A fascinating bit of research shows that we were right all along to suspect the very basest motives for western military intervention in oil-rich countries.
As Vincenzo Bove and Petros Sekeris say in their Washington Post piece, they’ve pretty much managed to establish that about two-thirds of interventions in countries racked by civil war between 1945 and 1999 were prompted by the need for oil not philanthropy.
That was then. What of this century?
They’re pessimistic, predicting “more of these interventions in future” mainly on account of the “instability in oil-producing regions and the likely increase in the global demand for oil”.
Not everyone will agree there will be an increase in global demand for oil but Mr Bove and Mr Sekeris address that issue by acknowledging how different the world is in 2015.
Shale gas has meant that the US – energy-independent now – may probably walk away from most interventions. It simply won’t need it.
But China may be forced to go down that route, they say. “Continued growth in China means the country will need energy imports more than ever.
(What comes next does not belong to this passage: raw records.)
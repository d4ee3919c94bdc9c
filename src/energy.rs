// 🔢 Energy Parser
// Normalizes mixed-unit energy text ("916 kJ", "219 kcal") into kilojoules

use regex::Regex;
use serde_json::Value;
use std::sync::LazyLock;

/// Kilojoules per kilocalorie
pub const KJ_PER_KCAL: f64 = 4.184;

// Digits with optional thousands separators, directly followed by the unit.
// The unit markers are case-sensitive as written in the source data.
static KJ_RE: LazyLock<Regex> =
    LazyLock::new(|| Regex::new(r"([0-9][0-9,]*)\s*kJ").unwrap());
static KCAL_RE: LazyLock<Regex> =
    LazyLock::new(|| Regex::new(r"([0-9][0-9,]*)\s*kcal").unwrap());

/// Parse an energy string into kilojoules.
///
/// The kJ pattern is tried first; only when it does not match is the kcal
/// pattern tried. First match wins, so `"500 kJ (120 kcal)"` yields `500.0`.
/// Returns `None` when neither pattern matches.
pub fn parse_energy(text: &str) -> Option<f64> {
    if let Some(kj) = first_number(&KJ_RE, text) {
        return Some(kj);
    }

    first_number(&KCAL_RE, text).map(|kcal| kcal * KJ_PER_KCAL)
}

/// Parse a raw dataset cell. Anything that is not text is unparseable.
pub fn parse_energy_value(value: &Value) -> Option<f64> {
    match value {
        Value::String(text) => parse_energy(text),
        _ => None,
    }
}

fn first_number(re: &Regex, text: &str) -> Option<f64> {
    let captures = re.captures(text)?;
    let digits = captures.get(1)?.as_str().replace(',', "");

    digits.parse::<f64>().ok().filter(|v| v.is_finite())
}

// ============================================================================
// TESTS
// ============================================================================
We’ll see some big changes in the specific states with the greatest incentives to intervene. We may see in coming years the first Chinese military assistance influenced by oil security,” they write.
They say that the results of that will be stronger economic ties between China and the country in which it intervenes because historically that’s what happened after US troop deployment and military aid. “Research we carried out with Leandro Elia, published in the Review of International Economics, found strong empirical evidence that U.S. troop deployment and military aid provokes an expansion in bilateral trade flows,” they write.
In turn, would that mean creeping Chinese dominance of the new world order? And that China would become as hated by 2199 as the US in 1999?